- **REQUIRED ACTION**:
Every line of the following records that includes "holds" should be copied.

(Saved entries)
□ □ □ □ □ □ □
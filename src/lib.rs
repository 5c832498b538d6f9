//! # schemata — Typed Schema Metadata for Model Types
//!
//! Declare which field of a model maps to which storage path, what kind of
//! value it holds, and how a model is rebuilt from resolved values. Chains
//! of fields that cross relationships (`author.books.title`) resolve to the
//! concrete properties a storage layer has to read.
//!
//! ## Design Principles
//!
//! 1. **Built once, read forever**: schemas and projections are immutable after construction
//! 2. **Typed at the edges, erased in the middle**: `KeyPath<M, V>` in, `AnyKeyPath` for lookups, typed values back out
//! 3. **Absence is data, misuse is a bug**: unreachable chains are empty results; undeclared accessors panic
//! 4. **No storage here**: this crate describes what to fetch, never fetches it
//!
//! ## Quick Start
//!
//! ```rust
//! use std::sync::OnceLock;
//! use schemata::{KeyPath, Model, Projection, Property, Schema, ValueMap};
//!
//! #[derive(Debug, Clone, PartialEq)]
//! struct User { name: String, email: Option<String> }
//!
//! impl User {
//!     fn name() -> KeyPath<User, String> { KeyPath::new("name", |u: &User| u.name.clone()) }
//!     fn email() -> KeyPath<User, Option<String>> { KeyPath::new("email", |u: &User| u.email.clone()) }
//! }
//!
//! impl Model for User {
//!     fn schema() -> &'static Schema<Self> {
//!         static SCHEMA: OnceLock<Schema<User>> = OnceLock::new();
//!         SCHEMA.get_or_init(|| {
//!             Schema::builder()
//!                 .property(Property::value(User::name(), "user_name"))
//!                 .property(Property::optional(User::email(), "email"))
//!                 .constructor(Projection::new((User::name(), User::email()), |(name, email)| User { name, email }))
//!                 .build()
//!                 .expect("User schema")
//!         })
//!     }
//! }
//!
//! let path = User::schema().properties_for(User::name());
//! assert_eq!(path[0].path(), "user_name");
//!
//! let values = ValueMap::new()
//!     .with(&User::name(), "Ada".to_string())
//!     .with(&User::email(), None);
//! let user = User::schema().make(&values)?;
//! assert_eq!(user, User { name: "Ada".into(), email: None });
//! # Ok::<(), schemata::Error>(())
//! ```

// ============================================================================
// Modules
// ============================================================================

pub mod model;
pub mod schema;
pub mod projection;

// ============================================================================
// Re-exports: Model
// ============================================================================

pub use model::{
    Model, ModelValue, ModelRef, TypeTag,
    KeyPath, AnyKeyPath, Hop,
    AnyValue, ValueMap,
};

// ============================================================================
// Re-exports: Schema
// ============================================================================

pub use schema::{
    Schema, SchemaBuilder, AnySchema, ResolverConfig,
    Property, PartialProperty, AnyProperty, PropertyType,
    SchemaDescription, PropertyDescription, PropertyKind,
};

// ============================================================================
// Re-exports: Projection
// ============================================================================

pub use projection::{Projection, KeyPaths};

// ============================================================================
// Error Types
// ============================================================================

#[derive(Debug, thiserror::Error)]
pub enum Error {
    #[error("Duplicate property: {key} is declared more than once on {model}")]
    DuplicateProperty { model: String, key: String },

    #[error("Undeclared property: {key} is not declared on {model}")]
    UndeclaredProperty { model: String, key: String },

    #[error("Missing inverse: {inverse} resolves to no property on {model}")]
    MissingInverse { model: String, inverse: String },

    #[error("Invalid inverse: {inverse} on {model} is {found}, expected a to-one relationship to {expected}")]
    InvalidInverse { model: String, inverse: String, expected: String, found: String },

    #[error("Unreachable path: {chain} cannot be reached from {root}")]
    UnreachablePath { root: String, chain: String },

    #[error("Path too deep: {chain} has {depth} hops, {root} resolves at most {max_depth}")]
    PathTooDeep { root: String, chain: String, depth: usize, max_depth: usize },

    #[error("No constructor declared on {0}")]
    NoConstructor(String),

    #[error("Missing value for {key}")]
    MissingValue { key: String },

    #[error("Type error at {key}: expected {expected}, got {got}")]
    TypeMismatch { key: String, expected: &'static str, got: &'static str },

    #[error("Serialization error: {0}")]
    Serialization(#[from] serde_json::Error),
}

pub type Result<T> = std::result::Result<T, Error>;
□ □ □ □ □ □ □
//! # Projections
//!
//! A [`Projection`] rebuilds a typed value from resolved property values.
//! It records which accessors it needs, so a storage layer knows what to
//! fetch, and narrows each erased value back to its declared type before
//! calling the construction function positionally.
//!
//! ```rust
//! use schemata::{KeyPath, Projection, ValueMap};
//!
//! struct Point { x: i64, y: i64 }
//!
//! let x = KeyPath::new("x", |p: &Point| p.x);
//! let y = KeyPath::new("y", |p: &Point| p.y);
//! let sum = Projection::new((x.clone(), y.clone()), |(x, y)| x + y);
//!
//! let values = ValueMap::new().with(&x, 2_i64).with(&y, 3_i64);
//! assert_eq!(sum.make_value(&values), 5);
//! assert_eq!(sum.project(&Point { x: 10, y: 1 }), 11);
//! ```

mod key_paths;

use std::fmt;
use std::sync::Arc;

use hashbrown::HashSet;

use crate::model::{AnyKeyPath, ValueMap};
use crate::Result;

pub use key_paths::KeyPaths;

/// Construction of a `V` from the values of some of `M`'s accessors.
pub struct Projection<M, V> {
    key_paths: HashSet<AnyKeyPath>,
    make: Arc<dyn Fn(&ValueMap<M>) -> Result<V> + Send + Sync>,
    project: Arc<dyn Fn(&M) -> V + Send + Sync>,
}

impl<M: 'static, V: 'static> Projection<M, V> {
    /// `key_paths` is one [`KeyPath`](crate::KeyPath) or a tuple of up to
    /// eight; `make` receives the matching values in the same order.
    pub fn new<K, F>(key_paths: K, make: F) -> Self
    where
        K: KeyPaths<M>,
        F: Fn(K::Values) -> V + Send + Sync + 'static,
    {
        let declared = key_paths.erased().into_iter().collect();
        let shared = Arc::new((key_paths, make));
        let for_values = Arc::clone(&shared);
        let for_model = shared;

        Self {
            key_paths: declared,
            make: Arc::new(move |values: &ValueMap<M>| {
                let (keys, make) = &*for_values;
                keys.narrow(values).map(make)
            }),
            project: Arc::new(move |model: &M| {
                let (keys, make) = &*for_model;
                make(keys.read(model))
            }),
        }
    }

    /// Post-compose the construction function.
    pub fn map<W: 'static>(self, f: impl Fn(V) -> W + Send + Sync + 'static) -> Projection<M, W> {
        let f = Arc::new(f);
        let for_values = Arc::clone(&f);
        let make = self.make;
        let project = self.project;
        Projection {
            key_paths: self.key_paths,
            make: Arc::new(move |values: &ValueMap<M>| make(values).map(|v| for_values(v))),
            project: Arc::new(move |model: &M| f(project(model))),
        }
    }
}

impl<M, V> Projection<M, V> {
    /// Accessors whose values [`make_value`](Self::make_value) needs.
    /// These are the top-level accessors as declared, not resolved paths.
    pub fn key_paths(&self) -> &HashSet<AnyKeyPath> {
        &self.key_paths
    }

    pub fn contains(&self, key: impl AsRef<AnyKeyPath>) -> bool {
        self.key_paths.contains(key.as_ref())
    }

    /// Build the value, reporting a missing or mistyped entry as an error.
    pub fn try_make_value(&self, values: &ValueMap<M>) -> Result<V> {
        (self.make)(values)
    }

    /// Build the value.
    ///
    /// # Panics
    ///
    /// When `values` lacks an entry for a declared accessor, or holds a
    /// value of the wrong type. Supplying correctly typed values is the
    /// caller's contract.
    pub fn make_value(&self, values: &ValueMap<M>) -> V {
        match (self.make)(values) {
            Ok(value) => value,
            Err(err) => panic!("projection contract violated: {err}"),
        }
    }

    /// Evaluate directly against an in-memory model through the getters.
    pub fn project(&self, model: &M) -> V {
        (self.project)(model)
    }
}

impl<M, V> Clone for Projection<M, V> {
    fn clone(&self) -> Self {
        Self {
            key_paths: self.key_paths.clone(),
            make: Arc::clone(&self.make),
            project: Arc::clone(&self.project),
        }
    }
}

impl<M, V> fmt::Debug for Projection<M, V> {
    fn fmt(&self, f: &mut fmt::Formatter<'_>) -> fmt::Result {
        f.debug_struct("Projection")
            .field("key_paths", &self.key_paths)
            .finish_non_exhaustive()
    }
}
□ □ □ □ □ □ □
- **OUTPUT**:
//! value it holds, and how a model is rebuilt from resolved values. Chains
    /// When `values` lacks an entry for a declared accessor, or holds a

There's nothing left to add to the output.